■ **RECORD EXTRACTS**
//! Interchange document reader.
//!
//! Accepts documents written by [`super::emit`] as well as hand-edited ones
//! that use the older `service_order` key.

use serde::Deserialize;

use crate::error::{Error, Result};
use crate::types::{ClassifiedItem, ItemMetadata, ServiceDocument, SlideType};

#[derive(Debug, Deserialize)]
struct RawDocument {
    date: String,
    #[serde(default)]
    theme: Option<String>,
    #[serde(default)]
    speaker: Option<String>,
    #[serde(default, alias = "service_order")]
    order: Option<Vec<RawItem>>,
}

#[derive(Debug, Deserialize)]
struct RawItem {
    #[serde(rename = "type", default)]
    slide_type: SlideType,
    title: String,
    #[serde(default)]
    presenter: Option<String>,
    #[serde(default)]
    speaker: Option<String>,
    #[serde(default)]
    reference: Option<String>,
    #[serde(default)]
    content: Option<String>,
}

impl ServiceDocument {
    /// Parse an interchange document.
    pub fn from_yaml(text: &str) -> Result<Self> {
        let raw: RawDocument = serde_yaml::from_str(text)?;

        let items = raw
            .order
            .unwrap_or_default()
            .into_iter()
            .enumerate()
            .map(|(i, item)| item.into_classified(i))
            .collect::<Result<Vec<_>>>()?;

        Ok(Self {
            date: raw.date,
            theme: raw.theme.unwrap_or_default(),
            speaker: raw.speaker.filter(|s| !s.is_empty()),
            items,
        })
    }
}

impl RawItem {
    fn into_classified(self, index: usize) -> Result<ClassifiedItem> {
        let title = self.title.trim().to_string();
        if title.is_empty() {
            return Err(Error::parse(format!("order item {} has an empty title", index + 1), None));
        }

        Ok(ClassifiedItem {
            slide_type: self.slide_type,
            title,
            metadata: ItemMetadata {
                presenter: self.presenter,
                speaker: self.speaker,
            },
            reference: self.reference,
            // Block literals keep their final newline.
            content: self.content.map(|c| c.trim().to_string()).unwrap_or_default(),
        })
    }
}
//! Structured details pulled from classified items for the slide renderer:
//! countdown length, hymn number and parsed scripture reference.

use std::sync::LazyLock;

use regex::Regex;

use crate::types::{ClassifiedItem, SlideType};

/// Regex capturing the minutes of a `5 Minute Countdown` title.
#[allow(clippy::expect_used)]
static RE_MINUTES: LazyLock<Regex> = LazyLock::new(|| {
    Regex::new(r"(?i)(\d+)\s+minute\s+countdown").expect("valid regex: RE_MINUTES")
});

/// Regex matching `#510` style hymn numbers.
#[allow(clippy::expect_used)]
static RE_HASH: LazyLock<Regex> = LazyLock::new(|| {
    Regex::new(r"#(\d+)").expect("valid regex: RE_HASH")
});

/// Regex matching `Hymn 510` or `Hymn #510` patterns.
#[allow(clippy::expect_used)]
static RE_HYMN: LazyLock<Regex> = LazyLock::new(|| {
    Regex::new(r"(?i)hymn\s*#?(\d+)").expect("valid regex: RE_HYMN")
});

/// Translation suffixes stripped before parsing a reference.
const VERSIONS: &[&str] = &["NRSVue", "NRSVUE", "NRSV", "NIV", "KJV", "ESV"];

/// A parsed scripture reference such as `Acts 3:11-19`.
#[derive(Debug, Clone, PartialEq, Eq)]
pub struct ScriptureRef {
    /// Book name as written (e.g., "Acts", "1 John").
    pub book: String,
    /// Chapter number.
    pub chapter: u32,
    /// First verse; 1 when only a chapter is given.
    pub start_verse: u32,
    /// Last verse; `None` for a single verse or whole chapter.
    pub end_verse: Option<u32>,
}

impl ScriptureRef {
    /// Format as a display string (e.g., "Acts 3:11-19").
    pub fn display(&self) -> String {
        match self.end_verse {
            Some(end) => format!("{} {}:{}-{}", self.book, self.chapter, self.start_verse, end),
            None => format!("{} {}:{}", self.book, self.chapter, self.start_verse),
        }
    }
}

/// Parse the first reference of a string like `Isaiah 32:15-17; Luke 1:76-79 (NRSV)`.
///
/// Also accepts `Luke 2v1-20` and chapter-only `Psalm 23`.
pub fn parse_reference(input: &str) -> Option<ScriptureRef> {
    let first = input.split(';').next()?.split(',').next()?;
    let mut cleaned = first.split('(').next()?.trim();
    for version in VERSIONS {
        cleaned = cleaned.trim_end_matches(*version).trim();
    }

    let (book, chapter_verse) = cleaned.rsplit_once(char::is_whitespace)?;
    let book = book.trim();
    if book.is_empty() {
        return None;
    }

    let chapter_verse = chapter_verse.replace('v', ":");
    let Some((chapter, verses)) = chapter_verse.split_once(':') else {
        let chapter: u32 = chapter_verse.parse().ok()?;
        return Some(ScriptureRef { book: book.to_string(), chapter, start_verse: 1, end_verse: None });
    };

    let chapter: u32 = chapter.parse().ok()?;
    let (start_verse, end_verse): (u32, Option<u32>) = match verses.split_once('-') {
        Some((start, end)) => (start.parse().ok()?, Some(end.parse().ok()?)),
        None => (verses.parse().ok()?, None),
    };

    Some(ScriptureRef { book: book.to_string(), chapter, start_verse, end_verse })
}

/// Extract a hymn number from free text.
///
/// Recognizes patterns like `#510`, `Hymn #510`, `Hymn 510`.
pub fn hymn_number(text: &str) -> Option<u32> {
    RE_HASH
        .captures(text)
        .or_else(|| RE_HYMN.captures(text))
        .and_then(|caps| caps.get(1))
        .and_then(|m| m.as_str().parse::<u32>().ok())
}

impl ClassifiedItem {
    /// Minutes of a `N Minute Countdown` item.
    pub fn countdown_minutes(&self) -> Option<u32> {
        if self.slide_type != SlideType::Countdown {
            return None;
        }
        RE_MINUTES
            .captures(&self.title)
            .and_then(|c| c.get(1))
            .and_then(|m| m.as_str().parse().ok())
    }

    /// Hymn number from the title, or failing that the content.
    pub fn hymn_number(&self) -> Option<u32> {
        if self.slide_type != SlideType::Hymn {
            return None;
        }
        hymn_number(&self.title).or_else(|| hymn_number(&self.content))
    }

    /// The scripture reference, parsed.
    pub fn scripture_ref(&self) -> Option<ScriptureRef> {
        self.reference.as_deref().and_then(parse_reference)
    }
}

■ **TASK DETAILS**
Please list every line of the records that contains "Some".

■ **TASK RESULT**
            Some(end) => format!("{} {}:{}-{}", self.book, self.chapter, self.start_verse, end),
    let Some((chapter, verses)) = chapter_verse.split_once(':') else {
        return Some(ScriptureRef { book: book.to_string(), chapter, start_verse: 1, end_verse: None });
        Some((start, end)) => (start.parse().ok()?, Some(end.parse().ok()?)),
    Some(ScriptureRef { book: book.to_string(), chapter, start_verse, end_verse })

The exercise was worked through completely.